2. La Pedrera es sitio
estratégico, geográficamente y por su abundancia de recursos naturales, para establecer
el centro de dicha integración territorial. El lugar se ha desaprovechado y, en cambio,
se dio curso al proyecto de Marandúa, solución militar y no planificada en cuanto al
estudio de impacto en el ambiente que su mantenimiento supone. 3. La universidad genera
proyectos deleznables de planes geopolíticos (tipo Marandúa) que se aplican como
autoridad, sin tener en cuenta el evidente divorcio de la educación superior y la
realidad del país. La divergencia país popular-país político también engloba el
sector educativo en cuanto engrandecimiento político de conocimientos no pragmáticos. 4.
Las estadísticas sobre la delincuencia y el hambre son tergiversadas para no deteriorar
la imagen de Colombia (¿cuál Colombia?) ante los paises que se interesan en la
explotación de nuestros recursos, con importantes dividendos para las oligarquías
traidoras. El pueblo colombiano también es "informado" con esas estadísticas;
es decir, se mira en el espejo falso, el espejo político: el país popular no se conoce.
En
conclusión, el libro constituye, más que un señalamiento de las técnicas
subimperialistas de Brasil aplicadas sobre la Amazonia colombiana, dados la baja densidad
de población y el abandono en que la clase dirigente colombiana mantiene esas regiones,
una acusación directa a dicha clase dirigente; es más, el análisis de la deseperada
situación del nordeste brasileño explica el proceso de colonización y conquista de la
Amazonia, promovido por Celso Furtado o el teólogo de la liberación Hélder Cámara,
casi que justificando la búsqueda de recursos en países vecinos. Cito: "¿Acaso esto significa que
Colombia es una víctima indefensa y sumisa de vecinos poderosos y expansionistas? ¿No
será, tal vez, que nuestros vecinos están más eficientemente gobernados y que, por
ende, disponen de una política de fronteras y de protección de sus recursos?"

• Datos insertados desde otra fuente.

#[cfg(test)]
mod tests {
    use super::*;

    /// Build a GetResponse the way an agent would, using the same BER
    /// primitives the encoder uses.
    fn encode_get_response(
        community: &str,
        request_id: i32,
        error_status: i64,
        binds: &[(&[u32], &SnmpValue)],
    ) -> Vec<u8> {
        let mut varbinds = Vec::new();
        for (oid, value) in binds {
            let mut inner = Vec::new();
            push_tlv(&mut inner, TAG_OID, &encode_oid(oid));
            match value {
                SnmpValue::Integer(v) => push_tlv(&mut inner, TAG_INTEGER, &encode_integer(*v)),
                SnmpValue::OctetString(bytes) => push_tlv(&mut inner, TAG_OCTET_STRING, bytes),
                SnmpValue::TimeTicks(v) => {
                    push_tlv(&mut inner, TAG_TIMETICKS, &encode_integer(i64::from(*v)))
                }
                SnmpValue::Counter(v) => {
                    push_tlv(&mut inner, TAG_COUNTER32, &encode_integer(i64::from(*v)))
                }
                SnmpValue::Oid(oid) => push_tlv(&mut inner, TAG_OID, &encode_oid(oid)),
                SnmpValue::Null => push_tlv(&mut inner, TAG_NULL, &[]),
                SnmpValue::Unsupported(tag) => push_tlv(&mut inner, *tag, &[]),
            }
            push_tlv(&mut varbinds, TAG_SEQUENCE, &inner);
        }

        let mut pdu = Vec::new();
        push_tlv(&mut pdu, TAG_INTEGER, &encode_integer(i64::from(request_id)));
        push_tlv(&mut pdu, TAG_INTEGER, &encode_integer(error_status));
        push_tlv(&mut pdu, TAG_INTEGER, &encode_integer(0));
        push_tlv(&mut pdu, TAG_SEQUENCE, &varbinds);

        let mut message = Vec::new();
        push_tlv(&mut message, TAG_INTEGER, &encode_integer(VERSION_2C));
        push_tlv(&mut message, TAG_OCTET_STRING, community.as_bytes());
        push_tlv(&mut message, TAG_GET_RESPONSE, &pdu);

        let mut out = Vec::new();
        push_tlv(&mut out, TAG_SEQUENCE, &message);
        out
    }

    #[test]
    fn test_get_request_golden_bytes() {
        let frame = encode_get_request("public", 1, &[OID_SYS_NAME]);
        let expected: Vec<u8> = vec![
            0x30, 0x26, // message SEQUENCE
            0x02, 0x01, 0x01, // version v2c
            0x04, 0x06, b'p', b'u', b'b', b'l', b'i', b'c', // community
            0xA0, 0x19, // GetRequest PDU
            0x02, 0x01, 0x01, // request-id 1
            0x02, 0x01, 0x00, // error-status
            0x02, 0x01, 0x00, // error-index
            0x30, 0x0E, // varbind list
            0x30, 0x0C, // varbind
            0x06, 0x08, 0x2B, 0x06, 0x01, 0x02, 0x01, 0x01, 0x05, 0x00, // sysName.0
            0x05, 0x00, // NULL
        ];
        assert_eq!(frame, expected);
    }

    #[test]
    fn test_response_roundtrip() {
        let descr = SnmpValue::OctetString(b"RouterOS RB3011UiAS".to_vec());
        let uptime = SnmpValue::TimeTicks(360_000); // one hour
        let name = SnmpValue::OctetString(b"sw01".to_vec());
        let if_number = SnmpValue::Integer(11);
        let frame = encode_get_response(
            "public",
            42,
            0,
            &[
                (OID_SYS_DESCR, &descr),
                (OID_SYS_UPTIME, &uptime),
                (OID_SYS_NAME, &name),
                (OID_IF_NUMBER, &if_number),
            ],
        );

        let binds = decode_response(&frame, 42).unwrap();
        assert_eq!(binds.len(), 4);
        assert_eq!(binds[0].oid, OID_SYS_DESCR);
        assert_eq!(binds[0].value, descr);
        assert_eq!(binds[3].value, if_number);
    }

    #[test]
    fn test_request_id_mismatch_rejected() {
        let frame = encode_get_response("public", 7, 0, &[]);
        assert!(matches!(
            decode_response(&frame, 8),
            Err(FrameError::RequestIdMismatch { sent: 8, got: 7 })
        ));
    }

    #[test]
    fn test_error_status_rejected() {
        // noSuchName(2) on the second varbind
        let frame = encode_get_response("public", 5, 2, &[]);
        assert!(matches!(
            decode_response(&frame, 5),
            Err(FrameError::ErrorStatus { status: 2, .. })
        ));
    }

    #[test]
    fn test_garbage_rejected() {
        assert!(decode_response(&[0xFF, 0x00, 0x01], 1).is_err());
        assert!(decode_response(&[], 1).is_err());
        // Truncated mid-message
        let frame = encode_get_response("public", 1, 0, &[]);
        assert!(decode_response(&frame[..frame.len() - 2], 1).is_err());
    }

    #[test]
    fn test_observation_mapping() {
        let mac: MacAddr = "00:0C:42:00:00:01".parse().unwrap();
        let ip: IpAddr = "10.0.0.5".parse().unwrap();
        let binds = vec![
            VarBind {
                oid: OID_SYS_NAME.to_vec(),
                value: SnmpValue::OctetString(b"sw01".to_vec()),
            },
            VarBind {
                oid: OID_SYS_DESCR.to_vec(),
                value: SnmpValue::OctetString(b"RouterOS RB3011UiAS".to_vec()),
            },
            VarBind {
                oid: OID_SYS_UPTIME.to_vec(),
                value: SnmpValue::TimeTicks(8_640_000),
            },
            VarBind {
                oid: OID_IF_NUMBER.to_vec(),
                value: SnmpValue::Integer(11),
            },
        ];

        let obs = observation_from_varbinds(mac, ip, &binds);
        assert_eq!(obs.protocol, Protocol::Snmp);
        assert_eq!(obs.mac, mac);
        assert_eq!(obs.ip, Some(ip));
        assert_eq!(obs.hostname.as_deref(), Some("sw01"));
        assert_eq!(obs.model.as_deref(), Some("RouterOS RB3011UiAS"));
        assert_eq!(obs.uptime_secs, Some(86400));
        assert_eq!(obs.interface_count, Some(11));
    }

    #[test]
    fn test_integer_encoding_edges() {
        assert_eq!(encode_integer(0), vec![0x00]);
        assert_eq!(encode_integer(1), vec![0x01]);
        assert_eq!(encode_integer(127), vec![0x7F]);
        assert_eq!(encode_integer(128), vec![0x00, 0x80]);
        assert_eq!(encode_integer(-1), vec![0xFF]);
        assert_eq!(decode_integer(&[0x00, 0x80]).unwrap(), 128);
        assert_eq!(decode_integer(&[0xFF]).unwrap(), -1);
    }

    #[test]
    fn test_oid_roundtrip() {
        for oid in POLL_OIDS {
            assert_eq!(decode_oid(&encode_oid(oid)).unwrap(), *oid);
        }
        // Multi-byte base128 component
        let oid = &[1u32, 3, 6, 1, 4, 1, 14988, 1];
        assert_eq!(decode_oid(&encode_oid(oid)).unwrap(), oid);
    }
}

(pág. 113). Por otra parte, se pone de manifiesto una vez más la tesis de nuestra
historia
alienada o
marginal, la de estos países; incluso Brasil, definido como país subimperialista, lo es
en la medida en que cumple los designios imperialistas estadounidenses, que buscan
favorecer los negocios de sus multinacionales y conservar el estado de dependencia; hasta
el llamado "diferendo colombo-venezolano", minimizado justamente por Avila, es
explicado como parte de una "soterrada conjura internacional ". Finalmente, el
libro plantea un problema de soberanía, esa mentira histórica de los países
latinoamericanos. ¿La soberanía es política o popular? Políticamente, es una
traición, una farsa; y..., se ha dicho que la soberanía reside en el pueblo, ese que
casi no existe en nuestra frontera oriental; el propósito del autor, quien irónicamente
cree aún en la opinión nacional, por lo menos nos da una esperanza, y hago votos por que
haya eco nacional a tan importantes revelaciones.
Lamento,
una vez más, la pobreza editorial de la publicación. Grijalbo, prestigiosa editorial
mexicana, se ve reducida a las mediocres realizaciones de una sucursal colombiana.
¿Cuándo comprenderá la industria editorial colombiana que la corrección de pruebas es
un trabajo fundamental en la producción del libro? No me cansaré de reiterar esta queja.